[YOUR ASSIGNMENT] Would you find each line in the entries below with the string "bell" and copy it?

[DATA TO USE]
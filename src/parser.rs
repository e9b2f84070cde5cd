mod argument;
mod block;
mod command_line;
mod comment;
mod identifier;
mod primitive;
mod section;
mod text;

use nom::combinator::all_consuming;
use nom::multi::*;
use nom::sequence::*;
use nom::Parser;
use nom_language::error::convert_error;

use crate::error::{Result, RuntimeError};
use crate::format::*;
use crate::result::ParseResult;

use self::comment::span0;
use self::section::section;

/// parse a script file which is a sequence of sections
pub fn parse<'a>(name: &'a str, input: &'a str) -> ParseResult<&'a str, Story> {
    let (input, sections) =
        all_consuming(terminated(many0(preceded(span0, section)), span0)).parse(input)?;

    Ok((
        input,
        Story {
            name: name.to_string(),
            sections,
        },
    ))
}

/// Same as [`parse`], with syntax errors rendered against the source text.
pub fn parse_script(name: &str, input: &str) -> Result<Story> {
    match parse(name, input) {
        Ok((_, story)) => Ok(story),
        Err(nom::Err::Error(e)) | Err(nom::Err::Failure(e)) => Err(RuntimeError::ParseError {
            name: name.to_string(),
            message: convert_error(input, e),
        }),
        Err(nom::Err::Incomplete(_)) => Err(RuntimeError::ParseError {
            name: name.to_string(),
            message: "unexpected end of input".to_string(),
        }),
    }
}

#[cfg(test)]
mod tests {
    use super::*;

    const SAMPLE: &str = r#"
// opening
::entry {
    @bg src="school"
    [Alice] Good morning.
    The bell rings.
    @switch text="Go left" target="left"
    @switch(text="Go right", enabled=false)
}

::left {
    [Alice] "Left it is.\n"
}
"#;

    #[test]
    fn test_parse() {
        let (rest, story) = parse("en", SAMPLE).unwrap();
        assert_eq!(rest, "");
        assert_eq!(story.name, "en");
        assert_eq!(
            story
                .sections
                .iter()
                .map(|s| s.name.as_str())
                .collect::<Vec<_>>(),
            vec!["entry", "left"]
        );
        assert_eq!(story.sections[0].children.len(), 5);
        assert_eq!(
            story.sections[0].children[1],
            Child::Line(Some("Alice".to_string()), "Good morning.".to_string())
        );
        assert_eq!(
            story.sections[0].children[2],
            Child::Line(None, "The bell rings.".to_string())
        );
        assert_eq!(
            story.sections[1].children,
            vec![Child::Line(
                Some("Alice".to_string()),
                "Left it is.\n".to_string()
            )]
        );
    }

    #[test]
    fn test_parse_inline_ends() {
        let story = parse_script("t", "::a { Hello. }\n::b {\n    Bye. // reword later\n}").unwrap();
        assert_eq!(
            story.sections[0].children,
            vec![Child::Line(None, "Hello.".to_string())]
        );
        assert_eq!(
            story.sections[1].children,
            vec![Child::Line(None, "Bye.".to_string())]
        );
    }

    #[test]
    fn test_parse_empty() {
        assert_eq!(
            parse("en", "  // nothing here\n"),
            Ok((
                "",
                Story {
                    name: "en".to_string(),
                    sections: vec![],
                }
            ))
        );
    }

    #[test]
    fn test_parse_script_error() {
        let err = parse_script("en", "::entry {\n    @bg src=\n}").unwrap_err();
        assert!(matches!(err, RuntimeError::ParseError { ref name, .. } if name == "en"));

        let err = parse_script("en", "::entry {\n    Hello\n").unwrap_err();
        assert!(matches!(err, RuntimeError::ParseError { .. }));

        let err = parse_script("en", "Hello outside of a section").unwrap_err();
        assert!(matches!(err, RuntimeError::ParseError { .. }));
    }
}
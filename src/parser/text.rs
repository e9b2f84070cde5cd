use nom::branch::alt;
use nom::bytes::complete::{escaped_transform, take, take_while, take_while_m_n};
use nom::character::complete::{char, none_of, not_line_ending, one_of, space0};
use nom::combinator::{map, map_opt, map_res, not, opt, peek, value, verify};
use nom::error::{context, FromExternalError, ParseError};
use nom::sequence::{delimited, preceded, terminated};
use nom::{IResult, Parser};

use crate::format::Child;
use crate::result::ParseResult;

use super::comment::{line_end, span0_inline};

/// `[character] text` or plain `text`
pub fn text_line(input: &str) -> ParseResult<&str, Child> {
    let (input, (_, character, text)) = (
        not(one_of("}@")),
        opt(terminated(character, space0)),
        text,
    )
        .parse(input)?;

    Ok((input, Child::Line(character.flatten(), text)))
}

/// the speaking character in brackets, `[]` is the narrator
pub fn character(input: &str) -> ParseResult<&str, Option<String>> {
    context(
        "character",
        delimited(
            char('['),
            alt((
                // a quoted name must be the only thing inside the brackets,
                // otherwise the whole content is taken as plain text
                map(
                    delimited(span0_inline, escaped_text, (span0_inline, peek(char(']')))),
                    Some,
                ),
                map(
                    take_while(|c| c != ']' && c != '\n' && c != '\r'),
                    |s: &str| {
                        let s = s.trim();
                        (!s.is_empty()).then(|| s.to_string())
                    },
                ),
            )),
            char(']'),
        ),
    )
    .parse(input)
}

pub fn text(input: &str) -> ParseResult<&str, String> {
    context("text", alt((terminated(escaped_text, line_end), plain_text))).parse(input)
}

/// the rest of the line, trailing spaces trimmed
///
/// A `//` or `/* */` comment after whitespace ends the text, and so does a `}`
/// after whitespace that closes the enclosing block. Quote the text to keep either.
pub fn plain_text(input: &str) -> ParseResult<&str, String> {
    let (_, line) = not_line_ending.parse(input)?;
    let len = line[..plain_text_end(line)].chars().count();

    let (input, s) = context(
        "plain_text",
        verify(take(len), |s: &str| !s.trim().is_empty()),
    )
    .parse(input)?;
    let (input, _) = space0.parse(input)?;

    Ok((input, s.trim_end().to_string()))
}

/// byte offset where the text of `line` stops
fn plain_text_end(line: &str) -> usize {
    let mut prev = None;
    for (i, c) in line.char_indices() {
        if matches!(prev, Some(' ' | '\t')) {
            let rest = &line[i..];
            let ends = match rest.strip_prefix('}') {
                Some(after) => line_end(after).is_ok(),
                None => (rest.starts_with("//") || rest.starts_with("/*")) && line_end(rest).is_ok(),
            };
            if ends {
                return i;
            }
        }
        prev = Some(c);
    }
    line.len()
}

/// double quoted text with JSON-like escapes
pub fn escaped_text(input: &str) -> ParseResult<&str, String> {
    context(
        "escaped_text",
        delimited(
            char('"'),
            map(
                opt(escaped_transform(
                    none_of("\"\\\n\r"),
                    '\\',
                    alt((
                        parse_unicode,
                        value('\n', char('n')),
                        value('\r', char('r')),
                        value('\t', char('t')),
                        value('\\', char('\\')),
                        value('/', char('/')),
                        value('"', char('"')),
                        value('\'', char('\'')),
                    )),
                )),
                Option::unwrap_or_default,
            ),
            char('"'),
        ),
    )
    .parse(input)
}

/// `\u{XXXXXX}` or `\uXXXX`
pub(crate) fn parse_unicode<'a, E>(input: &'a str) -> IResult<&'a str, char, E>
where
    E: ParseError<&'a str> + FromExternalError<&'a str, std::num::ParseIntError>,
{
    let parse_hex = take_while_m_n(1, 6, |c: char| c.is_ascii_hexdigit());
    let parse_hex4 = take_while_m_n(1, 4, |c: char| c.is_ascii_hexdigit());
    let parse_delimited_hex = preceded(
        char('u'),
        alt((delimited(char('{'), parse_hex, char('}')), parse_hex4)),
    );
    let parse_u32 = map_res(parse_delimited_hex, move |hex| u32::from_str_radix(hex, 16));

    // not every u32 is a code point
    map_opt(parse_u32, std::char::from_u32).parse(input)
}
use nom::branch::alt;
use nom::character::complete::char;
use nom::combinator::cut;
use nom::error::context;
use nom::multi::many0;
use nom::sequence::*;
use nom::Parser;

use crate::format::Child;
use crate::result::ParseResult;

use super::command_line::command_line;
use super::comment::span0;
use super::text::text_line;

pub fn block(input: &str) -> ParseResult<&str, Vec<Child>> {
    let (input, _) = char('{').parse(input)?;
    let (input, children) = many0(preceded(span0, child)).parse(input)?;
    let (input, _) = preceded(span0, context("block_end", cut(char('}')))).parse(input)?;
    Ok((input, children))
}

pub fn child(input: &str) -> ParseResult<&str, Child> {
    alt((command_line, text_line)).parse(input)
}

[TASK RESPONSE]
    The bell rings.
            Child::Line(None, "The bell rings.".to_string())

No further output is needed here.